Williams’s case had previously received stays of execution in 2015 and 2017 but ultimately did not result in the overturning of his conviction. A 2021 Missouri law allowed prosecutors to challenge convictions if they believed there had been a miscarriage of justice. In January, St. Louis County prosecutor Wesley Bell filed a motion to overturn the conviction, citing violations of Williams’s constitutional rights, including a failure to present mitigating evidence during the trial and the improper exclusion of Black jurors.
Bell’s investigation revealed that key witnesses against Williams were not credible, and DNA evidence did not match him.
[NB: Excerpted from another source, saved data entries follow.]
//! Editor configuration.
//!
//! Read from `<config dir>/start-editor/config.toml`. Every section is
//! optional; missing fields fall back to their defaults.
//!
//! ```toml
//! [editor]
//! editable = true
//! placeholder = "Write something..."
//! undo_depth = 200
//!
//! [styles.paragraph]
//! lineHeight = "1.6"
//!
//! [extensions.shortcuts]
//! marks = ["bold", "italic"]
//! ```

use serde::{Deserialize, Serialize};
use std::collections::BTreeMap;
use std::path::{Path, PathBuf};
use std::time::Duration;

use start_engine::HistoryOptions;

use crate::style::StyleObject;

/// Main editor configuration.
#[derive(Debug, Clone, Default, PartialEq, Serialize, Deserialize)]
#[serde(default)]
pub struct Config {
    /// Editor behavior settings
    pub editor: EditorConfig,

    /// Default style objects per content type
    pub styles: BTreeMap<String, StyleObject>,

    /// Option overrides per built-in extension id
    pub extensions: BTreeMap<String, serde_json::Value>,
}

impl Config {
    /// Loads config from the default location.
    pub fn load() -> Self {
        Self::load_from_default_path().unwrap_or_default()
    }

    /// Loads config from a file.
    pub fn load_from(path: impl AsRef<Path>) -> Result<Self, ConfigError> {
        let content = std::fs::read_to_string(path.as_ref())?;
        let config: Self = toml::from_str(&content)?;
        Ok(config)
    }

    fn load_from_default_path() -> Result<Self, ConfigError> {
        let path = Self::default_path()?;
        if path.exists() {
            Self::load_from(&path)
        } else {
            Ok(Self::default())
        }
    }

    /// Returns the default config file path.
    pub fn default_path() -> Result<PathBuf, ConfigError> {
        let config_dir = dirs::config_dir().ok_or(ConfigError::NoConfigDir)?;
        Ok(config_dir.join("start-editor").join("config.toml"))
    }

    /// Saves the config to the default location.
    pub fn save(&self) -> Result<(), ConfigError> {
        self.save_to(Self::default_path()?)
    }

    pub fn save_to(&self, path: impl AsRef<Path>) -> Result<(), ConfigError> {
        let path = path.as_ref();
        if let Some(parent) = path.parent() {
            std::fs::create_dir_all(parent)?;
        }
        let content = toml::to_string_pretty(self)?;
        std::fs::write(path, content)?;
        Ok(())
    }
}

/// Editor behavior configuration.
#[derive(Debug, Clone, PartialEq, Serialize, Deserialize)]
#[serde(default)]
pub struct EditorConfig {
    /// Whether the surface accepts edits
    pub editable: bool,

    /// Text shown while the document is empty
    pub placeholder: Option<String>,

    /// Undo groups kept in history
    pub undo_depth: usize,

    /// Edits closer together than this (ms) undo as one group
    pub new_group_delay_ms: u64,
}

impl EditorConfig {
    pub fn history_options(&self) -> HistoryOptions {
        HistoryOptions {
            depth: self.undo_depth,
            new_group_delay: Duration::from_millis(self.new_group_delay_ms),
        }
    }
}

impl Default for EditorConfig {
    fn default() -> Self {
        Self {
            editable: true,
            placeholder: None,
            undo_depth: 100,
            new_group_delay_ms: 500,
        }
    }
}

/// Configuration errors.
#[derive(Debug, thiserror::Error)]
pub enum ConfigError {
    #[error("Config directory not found")]
    NoConfigDir,

    #[error("IO error: {0}")]
    Io(#[from] std::io::Error),

    #[error("Parse error: {0}")]
    Parse(#[from] toml::de::Error),

    #[error("Serialize error: {0}")]
    Serialize(#[from] toml::ser::Error),
}

#[cfg(test)]
mod tests {
    use super::*;

    #[test]
    fn test_default_config() {
        let config = Config::default();
        assert!(config.editor.editable);
        assert_eq!(config.editor.undo_depth, 100);
        assert!(config.styles.is_empty());
    }

    #[test]
    fn test_partial_config_parses() {
        let config: Config = toml::from_str(
            r#"
            [editor]
            placeholder = "Type here"

            [styles.flexBox]
            gap = "12px"

            [extensions.shortcuts]
            marks = ["bold"]
            "#,
        )
        .unwrap();
        assert!(config.editor.editable);
        assert_eq!(config.editor.placeholder.as_deref(), Some("Type here"));
        assert_eq!(config.styles["flexBox"]["gap"], "12px");
        assert_eq!(config.extensions["shortcuts"]["marks"][0], "bold");
    }

    #[test]
    fn test_save_and_load() {
        let dir = tempfile::tempdir().unwrap();
        let path = dir.path().join("nested").join("config.toml");

        let mut config = Config::default();
        config.editor.undo_depth = 7;
        config
            .styles
            .insert("paragraph".into(), StyleObject::from([("color".into(), "red".into())]));
        config.save_to(&path).unwrap();

        let loaded = Config::load_from(&path).unwrap();
        assert_eq!(loaded, config);
        assert_eq!(loaded.editor.history_options().depth, 7);
    }

    #[test]
    fn test_invalid_toml_is_parse_error() {
        let dir = tempfile::tempdir().unwrap();
        let path = dir.path().join("config.toml");
        std::fs::write(&path, "[editor\n").unwrap();
        assert!(matches!(Config::load_from(&path), Err(ConfigError::Parse(_))));
    }
}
However, just before a scheduled hearing in August, new DNA analysis showed that the murder weapon had been handled by a prosecutor and an investigator, weakening Williams's claims of innocence. Despite this, Bell offered a deal that would take Williams off death row, with the approval of the victim’s widower. Yet, Missouri Attorney General Andrew Bailey objected, and the court rejected Bell’s arguments.
The U.S. Supreme Court refused to intervene, and Governor Mike Parson, citing that Williams’s guilt was “settled,” declined calls for clemency from figures such as Representative Cori Bush and Richard Branson. In his final years, Williams converted to Islam and took the name Khaliifah. He served as an imam to fellow prisoners before his execution.